The ground upon which a new trial is asked — newly-discovered evidence — is that the testimony of a witness whom plaintiff made reasonable effort to locate before the last trial, without avail (being misled by defendant’s representation that he was somewhere in Arizona), will show: (1) That the elevator was equipped with safety devices, or locks known as Sprague locks, which consist, in part, of delicate springs; (2) that these locks were old and obsolete; (3) that the witness had reported the locks as obsolete twice before to the Otis,Elevator Company; and (4) that in such reports he had expressed the opinion that the condition of the elevator locks was dangerous.

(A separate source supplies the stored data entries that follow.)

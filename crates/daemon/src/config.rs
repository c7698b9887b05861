// SPDX-License-Identifier: BUSL-1.1
// Copyright (c) 2026 Alfred Jean LLC

//! Daemon configuration: fixed defaults matching the original C++
//! `settings.h`, each overridable via environment variable so tests (and
//! non-root operators) do not need `/etc` or privileged ports.

use std::path::PathBuf;

const DEFAULT_CONFIG_PATH: &str = "/etc/remote-runnerd.conf";
const DEFAULT_LOCAL_SOCKET_PATH: &str = "/tmp/simple-telnetd";
const DEFAULT_TCP_PORT: u16 = 12345;
const DEFAULT_WORKER_THREADS: usize = 5;
const DEFAULT_BUFFER_BYTES: usize = 1024;

/// Resolved daemon configuration: fixed defaults, overridable via env.
#[derive(Debug, Clone)]
pub struct Config {
    /// Path to the whitelist config file.
    pub config_path: PathBuf,
    /// TCP port to listen on.
    pub tcp_port: u16,
    /// UNIX-domain socket path to listen on.
    pub local_socket_path: PathBuf,
    /// Number of tokio worker threads (the reactor's thread pool).
    pub worker_threads: usize,
    /// Size of the per-session inbound read buffer.
    pub session_buffer_bytes: usize,
    /// Size of the staging buffer used to drain a child's stdout/stderr.
    pub process_buffer_bytes: usize,
    /// Wall-clock seconds a child is allowed to run before being killed.
    pub timeout_seconds: u64,
}

impl Config {
    /// Resolves configuration from environment variables (falling back to
    /// the original C++ `settings.h` defaults) plus the CLI's timeout.
    pub fn from_env(timeout_seconds: u64) -> Self {
        Self {
            config_path: env_path("RRD_CONFIG_PATH", DEFAULT_CONFIG_PATH),
            tcp_port: env_parsed("RRD_TCP_PORT", DEFAULT_TCP_PORT),
            local_socket_path: env_path("RRD_LOCAL_SOCKET_PATH", DEFAULT_LOCAL_SOCKET_PATH),
            worker_threads: env_parsed("RRD_WORKER_THREADS", DEFAULT_WORKER_THREADS),
            session_buffer_bytes: env_parsed("RRD_SESSION_BUFFER_BYTES", DEFAULT_BUFFER_BYTES),
            process_buffer_bytes: env_parsed("RRD_PROCESS_BUFFER_BYTES", DEFAULT_BUFFER_BYTES),
            timeout_seconds,
        }
    }
}

fn env_path(var: &str, default: &str) -> PathBuf {
    std::env::var_os(var).map(PathBuf::from).unwrap_or_else(|| PathBuf::from(default))
}

fn env_parsed<T: std::str::FromStr>(var: &str, default: T) -> T {
    std::env::var(var).ok().and_then(|v| v.parse().ok()).unwrap_or(default)
}

#[cfg(test)]
mod tests {
    use super::*;

    #[test]
    fn defaults_match_original_settings() {
        // Run in isolation from the process environment: construct directly
        // rather than going through from_env, which would be racy under
        // parallel test execution if other tests set RRD_* vars.
        let cfg = Config {
            config_path: env_path("RRD_CONFIG_PATH_UNSET_PROBE", DEFAULT_CONFIG_PATH),
            tcp_port: DEFAULT_TCP_PORT,
            local_socket_path: PathBuf::from(DEFAULT_LOCAL_SOCKET_PATH),
            worker_threads: DEFAULT_WORKER_THREADS,
            session_buffer_bytes: DEFAULT_BUFFER_BYTES,
            process_buffer_bytes: DEFAULT_BUFFER_BYTES,
            timeout_seconds: 30,
        };
        assert_eq!(cfg.config_path, PathBuf::from(DEFAULT_CONFIG_PATH));
        assert_eq!(cfg.tcp_port, 12345);
        assert_eq!(cfg.worker_threads, 5);
    }
}
// SPDX-License-Identifier: BUSL-1.1
// Copyright (c) 2026 Alfred Jean LLC

//! Server-wide `SIGCHLD` dispatch: routes a reaped child's exit back to the
//! session that launched it, without races against pid reuse.
//!
//! One task per daemon owns this loop. Every session registers (or
//! overwrites) its `pid -> sender` entry when it successfully launches a
//! child; the dispatcher removes the entry before notifying so a pid that
//! the OS immediately recycles into a *new* child can be re-registered by a
//! racing `attempt_launch` without colliding with a stale notification.

use std::collections::HashMap;
use std::sync::Arc;

use nix::sys::wait::{waitpid, WaitPidFlag, WaitStatus};
use nix::unistd::Pid;
use parking_lot::Mutex;
use tokio::signal::unix::{signal, SignalKind};
use tokio::sync::mpsc;
use tracing::{debug, error, warn};

use crate::runner::ExitOutcome;

/// Shared pid -> session-notification registry.
///
/// The dispatcher is the *only* caller of `waitpid` for session-launched
/// children (see `runner`'s module doc), so it is also the only place that
/// ever learns a child's real exit status -- once reaped, the kernel's
/// record of it is gone. The decoded [`ExitOutcome`] is carried on the
/// notification itself; the runner never calls `waitpid` again.
#[derive(Default)]
pub struct SignalDispatcher {
    registry: Mutex<HashMap<i32, mpsc::UnboundedSender<ExitOutcome>>>,
}

impl SignalDispatcher {
    pub fn new() -> Arc<Self> {
        Arc::new(Self::default())
    }

    /// Registers (or overwrites) the notification channel for `pid`. Called
    /// by a session immediately after a successful launch.
    pub fn register(&self, pid: i32, sender: mpsc::UnboundedSender<ExitOutcome>) {
        self.registry.lock().insert(pid, sender);
    }

    /// Runs the `SIGCHLD`-driven reap loop until the process receives no
    /// further signals (i.e. forever, in practice -- this task is spawned
    /// once and lives for the daemon's lifetime).
    pub async fn run(self: Arc<Self>) {
        let mut sigchld = match signal(SignalKind::child()) {
            Ok(s) => s,
            Err(e) => {
                error!("failed to install SIGCHLD handler: {e}");
                return;
            }
        };

        loop {
            if sigchld.recv().await.is_none() {
                warn!("SIGCHLD stream ended, signal dispatcher exiting");
                return;
            }
            self.drain();
        }
    }

    /// Reaps every currently-waitable child with `WNOHANG`, since a single
    /// `SIGCHLD` delivery can represent more than one exited child (signals
    /// of the same kind coalesce while the process is busy).
    fn drain(&self) {
        loop {
            match waitpid(None, Some(WaitPidFlag::WNOHANG)) {
                Ok(WaitStatus::Exited(pid, code)) => self.notify(pid, ExitOutcome::Exited(code)),
                Ok(WaitStatus::Signaled(pid, sig, _core_dumped)) => {
                    self.notify(pid, ExitOutcome::Killed(128 + sig as i32))
                }
                Ok(WaitStatus::StillAlive) => return,
                Ok(_) => continue,
                Err(nix::errno::Errno::ECHILD) => return,
                Err(e) => {
                    error!("waitpid failed: {e}");
                    return;
                }
            }
        }
    }

    fn notify(&self, pid: Pid, exit: ExitOutcome) {
        let sender = self.registry.lock().remove(&pid.as_raw());
        match sender {
            Some(sender) => {
                // A send error means the session has already dropped its
                // receiver; its exit code no longer matters to anyone.
                let _ = sender.send(exit);
            }
            None => debug!(pid = pid.as_raw(), "reaped untracked pid"),
        }
    }
}

#[cfg(test)]
mod tests {
    use super::*;

    #[test]
    fn notify_removes_before_sending() {
        let dispatcher = SignalDispatcher::default();
        let (tx, mut rx) = mpsc::unbounded_channel();
        dispatcher.register(4242, tx);

        dispatcher.notify(Pid::from_raw(4242), ExitOutcome::Exited(0));

        assert!(dispatcher.registry.lock().get(&4242).is_none());
        assert!(matches!(rx.try_recv(), Ok(ExitOutcome::Exited(0))));
    }

    #[test]
    fn reused_pid_after_reap_goes_to_new_registrant() {
        let dispatcher = SignalDispatcher::default();
        let (tx1, mut rx1) = mpsc::unbounded_channel();
        dispatcher.register(777, tx1);
        dispatcher.notify(Pid::from_raw(777), ExitOutcome::Exited(0));
        assert!(matches!(rx1.try_recv(), Ok(ExitOutcome::Exited(0))));

        // OS recycles the pid into a brand-new child for a different session.
        let (tx2, mut rx2) = mpsc::unbounded_channel();
        dispatcher.register(777, tx2);
        dispatcher.notify(Pid::from_raw(777), ExitOutcome::Killed(137));

        assert!(rx1.try_recv().is_err());
        assert!(matches!(rx2.try_recv(), Ok(ExitOutcome::Killed(137))));
    }

    #[test]
    fn notify_on_untracked_pid_is_a_noop() {
        let dispatcher = SignalDispatcher::default();
        // Must not panic -- a session can disconnect (and deregister,
        // implicitly, by being dropped) between launch and reap.
        dispatcher.notify(Pid::from_raw(99999), ExitOutcome::Exited(0));
    }
}
// SPDX-License-Identifier: BUSL-1.1
// Copyright (c) 2026 Alfred Jean LLC

//! Per-session child process lifecycle: buffering inbound command lines,
//! launching at most one child at a time, and reaping its result.
//!
//! Deliberately spawns with `std::process::Command`, not
//! `tokio::process::Command`: tokio's process backend installs its own
//! internal `SIGCHLD` reaper for every child it spawns, which would race
//! with [`crate::dispatcher::SignalDispatcher`] -- the explicit,
//! spec-mandated dispatch table this daemon relies on to route exits back to
//! the right session without losing the race against pid reuse. Using
//! `std::process::Command` means the dispatcher is the *only* caller of
//! `waitpid` for these children.

use std::collections::VecDeque;
use std::io::Read;
use std::process::{ChildStderr, ChildStdout, Command, Stdio};

use nix::sys::signal::{kill, Signal};
use nix::unistd::Pid;
use rrd_core::{tokenize, Whitelist};
use thiserror::Error;

/// Failure launching a child process (pipe/fork/exec failure). Folded into
/// the same client-visible "invalid command" path as a whitelist miss.
#[derive(Debug, Error)]
pub enum LaunchError {
    #[error("failed to spawn child: {0}")]
    Spawn(#[from] std::io::Error),
}

/// Result of a single `attempt_launch` call.
#[derive(Debug, Clone, Copy, PartialEq, Eq)]
pub struct AttemptStatus {
    /// A launch was attempted (the queue was non-empty and no child was
    /// already running).
    pub attempted: bool,
    /// The attempted launch actually started a child.
    pub launched: bool,
    /// The runner's task id at the time of this call.
    pub task_id: u64,
}

/// Decoded result of a reaped child.
#[derive(Debug, Clone, Copy, PartialEq, Eq)]
pub enum ExitOutcome {
    /// Clean `exit()`/`return` with the given code.
    Exited(i32),
    /// Terminated by a signal; the code follows the shell convention of
    /// `128 + signal number`.
    Killed(i32),
}

impl ExitOutcome {
    /// `None` for a successful (code 0) exit, `Some(code)` otherwise --
    /// matches the banner's "Execution is successful" / "Exit code: N" split.
    pub fn as_banner_code(self) -> Option<i32> {
        match self {
            ExitOutcome::Exited(0) => None,
            ExitOutcome::Exited(code) => Some(code),
            ExitOutcome::Killed(code) => Some(code),
        }
    }
}

/// Per-session command queue and single-child-at-a-time execution state.
pub struct ChildRunner {
    inbound: Vec<u8>,
    queue: VecDeque<String>,
    running: bool,
    child_pid: Option<u32>,
    task_id: u64,
    stdout_pipe: Option<ChildStdout>,
    stderr_pipe: Option<ChildStderr>,
    process_buffer_bytes: usize,
}

impl ChildRunner {
    pub fn new(process_buffer_bytes: usize) -> Self {
        Self {
            inbound: Vec::new(),
            queue: VecDeque::new(),
            running: false,
            child_pid: None,
            task_id: 0,
            stdout_pipe: None,
            stderr_pipe: None,
            process_buffer_bytes,
        }
    }

    pub fn task_id(&self) -> u64 {
        self.task_id
    }

    pub fn child_pid(&self) -> Option<u32> {
        self.child_pid
    }

    /// Appends `bytes` to the inbound buffer, then extracts every complete,
    /// newline-terminated command currently buffered (not just the first)
    /// and enqueues each non-empty, trimmed one. Returns the commands that
    /// were enqueued, for logging.
    ///
    /// This differs from the original C++, which extracted at most one
    /// command per call -- a client pipelining several commands in a single
    /// write would silently stall until more bytes arrived. Extracting every
    /// complete line per call avoids that latent stall.
    pub fn commit_data(&mut self, bytes: &[u8]) -> Vec<String> {
        self.inbound.extend_from_slice(bytes);

        let mut enqueued = Vec::new();
        while let Some(pos) = self.inbound.iter().position(|&b| b == b'\n') {
            let line = self.inbound.drain(..=pos).collect::<Vec<u8>>();
            let cmd = String::from_utf8_lossy(&line[..line.len() - 1]);
            let cmd = cmd.trim().to_string();
            if cmd.is_empty() {
                continue;
            }
            self.queue.push_back(cmd.clone());
            enqueued.push(cmd);
        }
        enqueued
    }

    /// Attempts to launch the next queued command, if any and if no child is
    /// already running.
    pub fn attempt_launch(&mut self, whitelist: &Whitelist) -> AttemptStatus {
        if self.running {
            return AttemptStatus {
                attempted: false,
                launched: false,
                task_id: self.task_id,
            };
        }
        let Some(cmd) = self.queue.pop_front() else {
            return AttemptStatus {
                attempted: false,
                launched: false,
                task_id: self.task_id,
            };
        };

        let mut args = tokenize(&cmd);
        if args.is_empty() || args[0].is_empty() {
            return AttemptStatus {
                attempted: true,
                launched: false,
                task_id: self.task_id,
            };
        }

        let Some(program) = whitelist.lookup(&args[0]) else {
            return AttemptStatus {
                attempted: true,
                launched: false,
                task_id: self.task_id,
            };
        };
        args[0] = program;

        match self.spawn(&args) {
            Ok(pid) => {
                self.running = true;
                self.child_pid = Some(pid);
                AttemptStatus {
                    attempted: true,
                    launched: true,
                    task_id: self.task_id,
                }
            }
            Err(_) => AttemptStatus {
                attempted: true,
                launched: false,
                task_id: self.task_id,
            },
        }
    }

    fn spawn(&mut self, args: &[String]) -> Result<u32, LaunchError> {
        let mut child = Command::new(&args[0])
            .args(&args[1..])
            .stdout(Stdio::piped())
            .stderr(Stdio::piped())
            .spawn()?;

        self.stdout_pipe = child.stdout.take();
        self.stderr_pipe = child.stderr.take();
        Ok(child.id())
    }

    /// Drains the exited child's stdout/stderr to completion and resets
    /// state for the next launch. `outcome` is the already-decoded exit
    /// status the dispatcher obtained from its own `waitpid` call -- by the
    /// time a session learns a child has exited, the dispatcher has already
    /// reaped it, so this never calls `waitpid` itself (the kernel's record
    /// of the exit is gone the moment the dispatcher reaps it).
    ///
    /// Blocking: pipe reads here block until the child's write end closes,
    /// which happens promptly once the process has exited, but callers must
    /// still run this inside `tokio::task::spawn_blocking` so a slow drain
    /// never stalls a reactor worker thread.
    pub fn write_execution_result(&mut self, outcome: ExitOutcome) -> (ExitOutcome, Vec<u8>, Vec<u8>) {
        self.child_pid = None;

        let mut stdout_buf = Vec::new();
        let mut stderr_buf = Vec::new();
        let mut staging = vec![0u8; self.process_buffer_bytes];

        if let Some(mut pipe) = self.stdout_pipe.take() {
            drain_to(&mut pipe, &mut staging, &mut stdout_buf);
        }
        if let Some(mut pipe) = self.stderr_pipe.take() {
            drain_to(&mut pipe, &mut staging, &mut stderr_buf);
        }

        self.running = false;
        self.task_id += 1;

        (outcome, stdout_buf, stderr_buf)
    }

    /// Kills the running child, but only if `task_id` still names the
    /// runner's current task -- a timer that fired after the child already
    /// exited and a new one launched must not kill the wrong child.
    pub fn kill_task(&self, task_id: u64) {
        if task_id != self.task_id {
            return;
        }
        if let Some(pid) = self.child_pid {
            let _ = kill(Pid::from_raw(pid as i32), Signal::SIGKILL);
        }
    }
}

fn drain_to(reader: &mut impl Read, staging: &mut [u8], out: &mut Vec<u8>) {
    loop {
        match reader.read(staging) {
            Ok(0) => return,
            Ok(n) => out.extend_from_slice(&staging[..n]),
            Err(_) => return,
        }
    }
}

#[cfg(test)]
mod tests {
    use super::*;
    use nix::sys::wait::waitpid;

    fn whitelist_with(entries: &[(&str, &str)]) -> Whitelist {
        let mut contents = String::new();
        for (name, path) in entries {
            contents.push_str(name);
            contents.push(' ');
            contents.push_str(path);
            contents.push('\n');
        }
        let file = tempfile::NamedTempFile::new().expect("tmp");
        std::fs::write(file.path(), contents).expect("write");
        Whitelist::from_file(file.path()).expect("load")
    }

    #[test]
    fn commit_data_enqueues_all_complete_lines_in_one_call() {
        let mut runner = ChildRunner::new(1024);
        let enqueued = runner.commit_data(b"ls\nuptime\nincomple");
        assert_eq!(enqueued, vec!["ls".to_string(), "uptime".to_string()]);
        // the trailing partial line stays buffered
        assert_eq!(runner.commit_data(b"te\n"), vec!["incomplete".to_string()]);
    }

    #[test]
    fn commit_data_trims_and_drops_empty_lines() {
        let mut runner = ChildRunner::new(1024);
        let enqueued = runner.commit_data(b"   \nls  \n\n");
        assert_eq!(enqueued, vec!["ls".to_string()]);
    }

    #[test]
    fn attempt_launch_on_empty_queue_is_a_noop() {
        let wl = whitelist_with(&[("ls", "/bin/ls")]);
        let mut runner = ChildRunner::new(1024);
        let status = runner.attempt_launch(&wl);
        assert_eq!(
            status,
            AttemptStatus {
                attempted: false,
                launched: false,
                task_id: 0
            }
        );
    }

    #[test]
    fn attempt_launch_rejects_unwhitelisted_command() {
        let wl = whitelist_with(&[("ls", "/bin/ls")]);
        let mut runner = ChildRunner::new(1024);
        runner.commit_data(b"rm -rf /\n");
        let status = runner.attempt_launch(&wl);
        assert_eq!(
            status,
            AttemptStatus {
                attempted: true,
                launched: false,
                task_id: 0
            }
        );
    }

    #[test]
    fn kill_task_is_noop_for_stale_task_id() {
        let mut runner = ChildRunner::new(1024);
        // no child running; stale id should just not panic or touch anything
        runner.kill_task(999);
        assert_eq!(runner.child_pid(), None);
    }

    #[test]
    fn as_banner_code_maps_clean_exit_to_none() {
        assert_eq!(ExitOutcome::Exited(0).as_banner_code(), None);
        assert_eq!(ExitOutcome::Exited(2).as_banner_code(), Some(2));
        assert_eq!(ExitOutcome::Killed(137).as_banner_code(), Some(137));
    }

    /// Stands in for the dispatcher: blocks until `pid` is reapable and
    /// returns the decoded outcome, the way `SignalDispatcher::drain` would.
    fn reap(pid: u32) -> ExitOutcome {
        use nix::sys::wait::WaitStatus;
        match waitpid(Pid::from_raw(pid as i32), None).expect("waitpid") {
            WaitStatus::Exited(_, code) => ExitOutcome::Exited(code),
            WaitStatus::Signaled(_, sig, _) => ExitOutcome::Killed(128 + sig as i32),
            other => panic!("unexpected wait status: {other:?}"),
        }
    }

    #[test]
    fn attempt_launch_real_child_succeeds_and_reports_task_id() {
        let wl = whitelist_with(&[("t", "/bin/true")]);
        let mut runner = ChildRunner::new(1024);
        runner.commit_data(b"t\n");
        let status = runner.attempt_launch(&wl);
        assert!(status.launched);
        assert_eq!(status.task_id, 0);
        let pid = runner.child_pid().expect("launched");

        // A second command queued while the first runs does not launch yet.
        runner.commit_data(b"t\n");
        let status2 = runner.attempt_launch(&wl);
        assert_eq!(
            status2,
            AttemptStatus {
                attempted: false,
                launched: false,
                task_id: 0
            }
        );

        let outcome = reap(pid);
        let (outcome, _out, _err) = runner.write_execution_result(outcome);
        assert_eq!(outcome, ExitOutcome::Exited(0));
        assert_eq!(runner.task_id(), 1);

        let status3 = runner.attempt_launch(&wl);
        assert!(status3.launched);
        assert_eq!(status3.task_id, 1);
        let pid3 = runner.child_pid().expect("launched");
        reap(pid3);
    }
}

This testimony is material, and if submitted would very likely have changed the result of the former trial, since this witness Austin, it is averred, will testify that the locks were old, obsolete and dangerous, and had twice been reported as such to the elevator company which usually made the repairs.
This offer of proof, we think, would entitle the plaintiff to a new trial. In any event she is entitled to a new trial of the main cause for errors in the charge which require the reversal of judgment obtained thereunder.
This case was one for the application of the doctrine of res ipsa loquitur. If this device had been properly functioning, it would have been a physical impossibility for the shaft door to open unless the elevator was actually at the lower door landing at the time. As soon as the plaintiff shows that the accident happened, and that in a situation of such a nature the presumption is that it would never have happened unless some carelessness had occurred which caused it indirectly to happen, then the rule will apply. All the circumstances surrounding the accident and its occurrence reasonably led to the inference of negligence. The instrumentality producing the injury is under the control of the party charged therewith. The accident itself is such that in the ordinary course of events it would never have occurred in the absence of neglect of
In view of the law of the case as thus outlined, the charge of the court was erroneous with respect to the nature and extent of the defendant’s personal and non-delegable duty towards the plaintiff, in that the court refused to charge that the duty to maintain the elevator in proper condition was on the defendant and that such duty could not be delegated to the Otis Elevator Company, and that, if the latter was negligent in not properly inspecting and caring for the elevator, the negligence of that company would be imputed to the defendant. The court said in answer to this request: “ That would be so, * * * but there is no negligence shown here by reason of any defect in appliance or incorrect construction, and the only evidence we have here is that a door opened which after-wards was closed and the car operated normally.” This was in effect to say that the presumption raised by the happening of the accident is no evidence of any negligence. The very fact of the manner of the door’s operation on the occasion of the injury to plaintiff could be found by the jury to speak for itself as indicating that there was a defect in the operation of the car through its appliances or construction. Thus, the trial court’s charge could not have conveyed any other impression to the jury than that a verdict in favor of the plaintiff would have been without legal justification. While charging that the jury might invoke the doctrine of res ipsa loquitur and presume negligence from the mere occurrence of the accident itself and its attendant circumstances, the court then indicated in its statement that there was nothing in the record to permit such a finding. Thus the instruction that there is no proof in the case as to the defective condition of the door or the gate, virtually nullified the rule that the accident from its nature gave proof of the defect, the existence of which might be considered as neglectful.
The judgment appealed from should be reversed and a new trial ordered, with costs to the appellant to abide the event. The order denying motion for a new trial on the ground of newly-discovered evidence should be reversed, with ten dollars costs and disbursements, and the motion granted.
Dowling, P. J., Merrell, Finch and Proskauer, JJ., concur.
Judgment reversed and a new trial ordered, with costs to the appellant to abide the event. Order reversed, with ten dollars costs and disbursements, and motion granted.